** Records to process follows **

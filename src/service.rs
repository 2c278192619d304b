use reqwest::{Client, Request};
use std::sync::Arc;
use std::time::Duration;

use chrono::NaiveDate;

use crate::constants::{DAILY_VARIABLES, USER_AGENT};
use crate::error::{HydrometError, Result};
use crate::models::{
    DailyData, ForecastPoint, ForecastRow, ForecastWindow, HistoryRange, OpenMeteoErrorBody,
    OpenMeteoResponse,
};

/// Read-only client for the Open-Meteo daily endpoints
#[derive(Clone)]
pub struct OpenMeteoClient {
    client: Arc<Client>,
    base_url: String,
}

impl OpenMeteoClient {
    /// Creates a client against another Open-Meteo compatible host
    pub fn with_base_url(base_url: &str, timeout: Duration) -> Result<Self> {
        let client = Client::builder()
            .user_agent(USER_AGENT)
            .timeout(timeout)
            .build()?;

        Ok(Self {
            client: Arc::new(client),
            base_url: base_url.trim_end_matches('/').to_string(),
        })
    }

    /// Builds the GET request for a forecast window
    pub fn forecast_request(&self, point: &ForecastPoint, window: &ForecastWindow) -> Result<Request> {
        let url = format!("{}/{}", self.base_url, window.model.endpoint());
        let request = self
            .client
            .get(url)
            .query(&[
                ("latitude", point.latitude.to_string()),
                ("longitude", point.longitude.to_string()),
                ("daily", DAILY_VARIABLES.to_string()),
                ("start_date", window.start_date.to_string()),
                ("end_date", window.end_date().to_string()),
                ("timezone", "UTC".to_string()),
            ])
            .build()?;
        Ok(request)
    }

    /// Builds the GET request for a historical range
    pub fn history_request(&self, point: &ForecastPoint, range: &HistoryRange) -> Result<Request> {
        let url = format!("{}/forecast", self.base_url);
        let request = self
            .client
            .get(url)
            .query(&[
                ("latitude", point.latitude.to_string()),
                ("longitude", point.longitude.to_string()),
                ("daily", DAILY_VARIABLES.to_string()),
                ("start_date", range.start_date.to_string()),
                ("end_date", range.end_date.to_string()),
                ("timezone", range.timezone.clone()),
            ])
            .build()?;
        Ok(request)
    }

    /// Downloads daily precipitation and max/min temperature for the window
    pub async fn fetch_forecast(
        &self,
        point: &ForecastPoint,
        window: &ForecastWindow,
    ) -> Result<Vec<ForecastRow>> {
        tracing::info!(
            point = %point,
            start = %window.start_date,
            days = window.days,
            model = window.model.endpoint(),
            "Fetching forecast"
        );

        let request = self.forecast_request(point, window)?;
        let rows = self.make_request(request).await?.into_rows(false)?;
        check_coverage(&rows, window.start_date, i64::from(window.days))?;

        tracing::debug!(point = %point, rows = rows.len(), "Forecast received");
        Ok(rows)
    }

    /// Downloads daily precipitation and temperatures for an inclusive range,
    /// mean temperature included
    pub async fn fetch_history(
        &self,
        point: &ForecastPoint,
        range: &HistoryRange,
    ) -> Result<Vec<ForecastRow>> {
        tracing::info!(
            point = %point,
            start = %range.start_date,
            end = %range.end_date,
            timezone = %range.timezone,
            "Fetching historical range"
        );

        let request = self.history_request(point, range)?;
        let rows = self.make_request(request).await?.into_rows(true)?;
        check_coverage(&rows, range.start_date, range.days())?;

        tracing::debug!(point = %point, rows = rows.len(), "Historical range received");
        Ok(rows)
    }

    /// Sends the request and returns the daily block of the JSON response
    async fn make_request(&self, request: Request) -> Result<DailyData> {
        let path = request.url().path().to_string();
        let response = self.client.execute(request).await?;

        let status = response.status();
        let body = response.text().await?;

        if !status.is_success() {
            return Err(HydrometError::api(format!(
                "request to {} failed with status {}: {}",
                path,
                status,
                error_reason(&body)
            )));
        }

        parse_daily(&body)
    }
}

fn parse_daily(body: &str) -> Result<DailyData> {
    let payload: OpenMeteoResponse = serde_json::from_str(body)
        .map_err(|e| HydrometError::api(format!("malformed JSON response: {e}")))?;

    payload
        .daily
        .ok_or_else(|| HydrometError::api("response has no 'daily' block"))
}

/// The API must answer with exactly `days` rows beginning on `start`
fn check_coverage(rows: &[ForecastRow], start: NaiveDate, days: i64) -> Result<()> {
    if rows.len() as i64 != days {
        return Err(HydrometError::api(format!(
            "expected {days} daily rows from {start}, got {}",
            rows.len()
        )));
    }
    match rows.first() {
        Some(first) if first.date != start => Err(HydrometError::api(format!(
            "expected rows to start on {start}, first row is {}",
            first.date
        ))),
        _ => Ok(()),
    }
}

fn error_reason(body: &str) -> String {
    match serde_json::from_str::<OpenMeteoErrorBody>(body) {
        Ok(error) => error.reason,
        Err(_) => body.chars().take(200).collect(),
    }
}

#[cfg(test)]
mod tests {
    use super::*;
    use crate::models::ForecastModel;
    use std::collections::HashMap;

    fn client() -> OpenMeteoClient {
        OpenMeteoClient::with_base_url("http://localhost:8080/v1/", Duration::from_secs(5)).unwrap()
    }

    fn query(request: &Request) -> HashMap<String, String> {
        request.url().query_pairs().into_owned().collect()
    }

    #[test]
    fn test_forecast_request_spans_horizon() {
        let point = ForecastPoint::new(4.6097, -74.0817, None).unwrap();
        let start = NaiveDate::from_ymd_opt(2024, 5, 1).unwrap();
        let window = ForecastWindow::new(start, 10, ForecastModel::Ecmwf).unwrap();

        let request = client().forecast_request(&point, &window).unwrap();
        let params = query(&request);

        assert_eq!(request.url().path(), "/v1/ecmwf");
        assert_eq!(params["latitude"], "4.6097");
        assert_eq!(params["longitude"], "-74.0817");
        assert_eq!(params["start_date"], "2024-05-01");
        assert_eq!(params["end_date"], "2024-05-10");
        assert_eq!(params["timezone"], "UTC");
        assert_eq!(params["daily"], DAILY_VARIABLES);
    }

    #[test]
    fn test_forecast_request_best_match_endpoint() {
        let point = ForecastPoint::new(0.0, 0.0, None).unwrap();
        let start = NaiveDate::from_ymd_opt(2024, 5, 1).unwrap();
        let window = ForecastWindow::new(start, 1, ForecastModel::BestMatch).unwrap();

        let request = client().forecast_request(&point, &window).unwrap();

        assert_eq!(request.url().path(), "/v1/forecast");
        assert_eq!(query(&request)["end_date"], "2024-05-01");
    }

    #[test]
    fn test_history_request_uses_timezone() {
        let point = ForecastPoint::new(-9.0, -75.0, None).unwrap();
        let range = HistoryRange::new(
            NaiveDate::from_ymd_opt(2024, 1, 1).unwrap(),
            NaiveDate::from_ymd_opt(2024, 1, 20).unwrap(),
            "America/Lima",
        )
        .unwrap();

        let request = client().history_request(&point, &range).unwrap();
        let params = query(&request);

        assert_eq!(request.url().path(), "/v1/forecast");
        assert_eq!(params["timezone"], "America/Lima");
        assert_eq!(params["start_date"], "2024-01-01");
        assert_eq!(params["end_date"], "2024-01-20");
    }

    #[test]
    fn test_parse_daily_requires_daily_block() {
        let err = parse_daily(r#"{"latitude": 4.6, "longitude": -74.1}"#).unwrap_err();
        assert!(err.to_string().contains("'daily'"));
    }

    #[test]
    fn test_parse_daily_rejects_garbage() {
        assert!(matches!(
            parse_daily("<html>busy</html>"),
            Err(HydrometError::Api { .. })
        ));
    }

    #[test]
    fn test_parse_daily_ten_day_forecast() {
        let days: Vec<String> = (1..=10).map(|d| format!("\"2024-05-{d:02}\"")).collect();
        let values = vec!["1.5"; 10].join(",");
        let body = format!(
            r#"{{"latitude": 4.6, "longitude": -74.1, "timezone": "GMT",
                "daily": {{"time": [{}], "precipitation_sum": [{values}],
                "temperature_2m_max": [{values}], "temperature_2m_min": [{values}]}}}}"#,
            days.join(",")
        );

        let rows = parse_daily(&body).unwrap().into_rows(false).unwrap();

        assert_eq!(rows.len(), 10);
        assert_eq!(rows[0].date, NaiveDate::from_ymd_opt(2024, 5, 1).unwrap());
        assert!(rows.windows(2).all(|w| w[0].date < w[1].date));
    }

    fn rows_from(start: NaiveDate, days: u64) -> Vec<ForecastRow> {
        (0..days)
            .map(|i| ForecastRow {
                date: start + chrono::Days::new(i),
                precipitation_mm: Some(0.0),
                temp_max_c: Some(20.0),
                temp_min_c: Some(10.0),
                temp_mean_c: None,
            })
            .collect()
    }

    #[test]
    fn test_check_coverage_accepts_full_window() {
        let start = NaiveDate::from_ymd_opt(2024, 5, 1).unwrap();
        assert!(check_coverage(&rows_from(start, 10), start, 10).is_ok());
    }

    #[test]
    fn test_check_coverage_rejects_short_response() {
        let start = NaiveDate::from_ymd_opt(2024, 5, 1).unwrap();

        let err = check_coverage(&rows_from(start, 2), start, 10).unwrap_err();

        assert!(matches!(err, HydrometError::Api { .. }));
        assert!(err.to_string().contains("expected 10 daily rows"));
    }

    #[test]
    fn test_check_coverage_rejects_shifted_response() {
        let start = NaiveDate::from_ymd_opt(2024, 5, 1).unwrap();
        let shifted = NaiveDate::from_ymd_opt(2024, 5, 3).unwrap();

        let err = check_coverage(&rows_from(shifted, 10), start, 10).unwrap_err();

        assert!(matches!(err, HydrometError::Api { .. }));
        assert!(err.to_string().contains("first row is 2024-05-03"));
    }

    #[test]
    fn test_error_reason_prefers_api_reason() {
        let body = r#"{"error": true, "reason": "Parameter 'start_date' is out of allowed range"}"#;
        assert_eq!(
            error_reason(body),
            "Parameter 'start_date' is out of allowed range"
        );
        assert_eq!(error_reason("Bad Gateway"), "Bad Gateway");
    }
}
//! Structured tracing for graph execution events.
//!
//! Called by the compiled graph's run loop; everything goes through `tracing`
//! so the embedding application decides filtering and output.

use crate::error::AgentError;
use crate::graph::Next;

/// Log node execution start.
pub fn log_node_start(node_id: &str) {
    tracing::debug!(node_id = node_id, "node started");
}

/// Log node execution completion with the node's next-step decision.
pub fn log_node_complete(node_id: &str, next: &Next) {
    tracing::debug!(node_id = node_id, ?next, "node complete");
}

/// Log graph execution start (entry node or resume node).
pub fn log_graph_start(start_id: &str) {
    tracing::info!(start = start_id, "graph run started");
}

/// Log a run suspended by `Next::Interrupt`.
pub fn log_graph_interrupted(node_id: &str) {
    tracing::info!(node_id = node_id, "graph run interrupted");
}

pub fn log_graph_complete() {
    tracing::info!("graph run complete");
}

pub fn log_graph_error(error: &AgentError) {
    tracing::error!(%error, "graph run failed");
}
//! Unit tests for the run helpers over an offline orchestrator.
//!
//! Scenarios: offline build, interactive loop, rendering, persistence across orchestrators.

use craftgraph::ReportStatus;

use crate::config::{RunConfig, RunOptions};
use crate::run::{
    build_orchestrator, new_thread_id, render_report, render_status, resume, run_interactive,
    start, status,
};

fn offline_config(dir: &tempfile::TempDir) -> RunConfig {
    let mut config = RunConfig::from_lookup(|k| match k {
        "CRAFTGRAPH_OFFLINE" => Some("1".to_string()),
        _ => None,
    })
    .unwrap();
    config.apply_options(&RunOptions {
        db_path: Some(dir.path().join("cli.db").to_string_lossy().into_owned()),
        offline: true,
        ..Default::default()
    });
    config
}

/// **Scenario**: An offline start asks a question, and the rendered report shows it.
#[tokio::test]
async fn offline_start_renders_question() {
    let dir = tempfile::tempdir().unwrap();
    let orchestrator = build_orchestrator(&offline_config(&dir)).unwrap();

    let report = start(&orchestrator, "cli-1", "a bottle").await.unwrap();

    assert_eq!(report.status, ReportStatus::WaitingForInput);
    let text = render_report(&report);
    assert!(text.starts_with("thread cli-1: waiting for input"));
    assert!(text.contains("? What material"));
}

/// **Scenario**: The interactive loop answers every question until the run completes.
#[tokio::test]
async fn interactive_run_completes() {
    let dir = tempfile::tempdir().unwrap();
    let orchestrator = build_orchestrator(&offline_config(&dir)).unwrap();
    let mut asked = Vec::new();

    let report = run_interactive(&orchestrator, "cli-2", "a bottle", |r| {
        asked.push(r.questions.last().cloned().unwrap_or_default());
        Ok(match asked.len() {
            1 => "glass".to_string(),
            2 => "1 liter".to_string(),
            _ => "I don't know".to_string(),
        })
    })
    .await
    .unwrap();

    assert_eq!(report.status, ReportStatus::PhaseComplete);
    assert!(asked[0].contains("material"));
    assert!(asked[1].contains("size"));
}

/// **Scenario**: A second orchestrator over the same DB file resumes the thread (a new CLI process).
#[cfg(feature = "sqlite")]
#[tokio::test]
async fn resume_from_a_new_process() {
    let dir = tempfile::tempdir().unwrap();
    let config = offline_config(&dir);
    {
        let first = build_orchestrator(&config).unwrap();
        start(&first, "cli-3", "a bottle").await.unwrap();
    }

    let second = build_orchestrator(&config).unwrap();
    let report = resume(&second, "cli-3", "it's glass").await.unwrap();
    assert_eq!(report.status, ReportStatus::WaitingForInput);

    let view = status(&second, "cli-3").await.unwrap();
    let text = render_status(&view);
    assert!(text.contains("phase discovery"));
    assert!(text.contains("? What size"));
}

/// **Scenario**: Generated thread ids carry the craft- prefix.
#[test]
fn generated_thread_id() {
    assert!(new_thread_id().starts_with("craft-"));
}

** End of Records to process **

- _Problem description_:
Search the records above for "async" and copy every line that has it.

- _Finished task_:
    pub async fn fetch_forecast(
    pub async fn fetch_history(
    async fn make_request(&self, request: Request) -> Result<DailyData> {
async fn offline_start_renders_question() {
async fn interactive_run_completes() {
async fn resume_from_a_new_process() {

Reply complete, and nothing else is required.